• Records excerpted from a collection
----

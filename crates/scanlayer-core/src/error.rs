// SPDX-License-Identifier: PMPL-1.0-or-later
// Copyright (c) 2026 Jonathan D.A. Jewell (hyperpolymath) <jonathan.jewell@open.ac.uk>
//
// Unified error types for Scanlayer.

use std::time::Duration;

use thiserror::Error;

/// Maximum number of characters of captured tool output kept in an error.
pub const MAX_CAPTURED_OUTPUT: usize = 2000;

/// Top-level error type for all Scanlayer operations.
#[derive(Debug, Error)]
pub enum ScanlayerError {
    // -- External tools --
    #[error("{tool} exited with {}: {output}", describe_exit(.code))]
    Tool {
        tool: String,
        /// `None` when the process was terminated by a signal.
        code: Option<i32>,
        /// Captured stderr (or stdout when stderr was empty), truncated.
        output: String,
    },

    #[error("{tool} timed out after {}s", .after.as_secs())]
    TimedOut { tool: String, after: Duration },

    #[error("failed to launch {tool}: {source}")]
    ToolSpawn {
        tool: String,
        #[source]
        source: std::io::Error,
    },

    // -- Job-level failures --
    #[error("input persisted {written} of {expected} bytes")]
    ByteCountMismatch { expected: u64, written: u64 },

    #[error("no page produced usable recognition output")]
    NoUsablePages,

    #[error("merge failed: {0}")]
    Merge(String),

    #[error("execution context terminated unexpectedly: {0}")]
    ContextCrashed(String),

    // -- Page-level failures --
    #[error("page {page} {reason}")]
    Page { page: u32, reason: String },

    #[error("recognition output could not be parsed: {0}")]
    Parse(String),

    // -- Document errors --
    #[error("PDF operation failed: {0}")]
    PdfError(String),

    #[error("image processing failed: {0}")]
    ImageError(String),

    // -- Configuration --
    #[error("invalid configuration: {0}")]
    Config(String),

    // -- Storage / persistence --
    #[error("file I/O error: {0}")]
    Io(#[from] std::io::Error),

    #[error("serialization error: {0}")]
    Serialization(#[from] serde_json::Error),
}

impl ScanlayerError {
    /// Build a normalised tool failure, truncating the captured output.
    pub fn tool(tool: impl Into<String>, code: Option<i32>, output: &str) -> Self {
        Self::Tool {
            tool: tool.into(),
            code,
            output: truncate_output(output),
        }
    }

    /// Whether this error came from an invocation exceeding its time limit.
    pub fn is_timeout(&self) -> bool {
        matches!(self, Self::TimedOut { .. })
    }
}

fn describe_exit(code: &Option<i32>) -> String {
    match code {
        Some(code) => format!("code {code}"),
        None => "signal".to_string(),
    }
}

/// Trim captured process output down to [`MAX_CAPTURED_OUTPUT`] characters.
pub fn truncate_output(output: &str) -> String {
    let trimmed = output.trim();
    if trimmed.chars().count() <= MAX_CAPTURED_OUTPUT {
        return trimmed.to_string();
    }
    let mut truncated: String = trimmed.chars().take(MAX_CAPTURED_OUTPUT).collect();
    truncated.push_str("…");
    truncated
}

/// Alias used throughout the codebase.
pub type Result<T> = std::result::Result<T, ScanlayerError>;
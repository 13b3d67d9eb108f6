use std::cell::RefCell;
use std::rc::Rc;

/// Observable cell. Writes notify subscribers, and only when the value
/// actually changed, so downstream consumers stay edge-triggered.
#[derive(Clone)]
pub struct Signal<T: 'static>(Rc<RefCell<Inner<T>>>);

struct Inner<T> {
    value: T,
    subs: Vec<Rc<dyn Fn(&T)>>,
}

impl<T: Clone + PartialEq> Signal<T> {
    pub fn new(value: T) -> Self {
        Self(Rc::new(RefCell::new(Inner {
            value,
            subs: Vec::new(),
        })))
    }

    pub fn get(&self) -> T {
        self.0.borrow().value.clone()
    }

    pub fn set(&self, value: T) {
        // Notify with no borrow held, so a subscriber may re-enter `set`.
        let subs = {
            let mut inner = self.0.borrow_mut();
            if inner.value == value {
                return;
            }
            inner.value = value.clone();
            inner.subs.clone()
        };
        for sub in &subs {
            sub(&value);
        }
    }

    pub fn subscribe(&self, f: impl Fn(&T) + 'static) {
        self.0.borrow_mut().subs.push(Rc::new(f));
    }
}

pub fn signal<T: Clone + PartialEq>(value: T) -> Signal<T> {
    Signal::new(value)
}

----

From the very first line of the data through the line with "in an error." in it, please reproduce each line exactly and output nothing more.

filename crates/scanlayer-core/src/error.rs
// SPDX-License-Identifier: PMPL-1.0-or-later
// Copyright (c) 2026 Jonathan D.A. Jewell (hyperpolymath) <jonathan.jewell@open.ac.uk>
//
// Unified error types for Scanlayer.

use std::time::Duration;

use thiserror::Error;

/// Maximum number of characters of captured tool output kept in an error.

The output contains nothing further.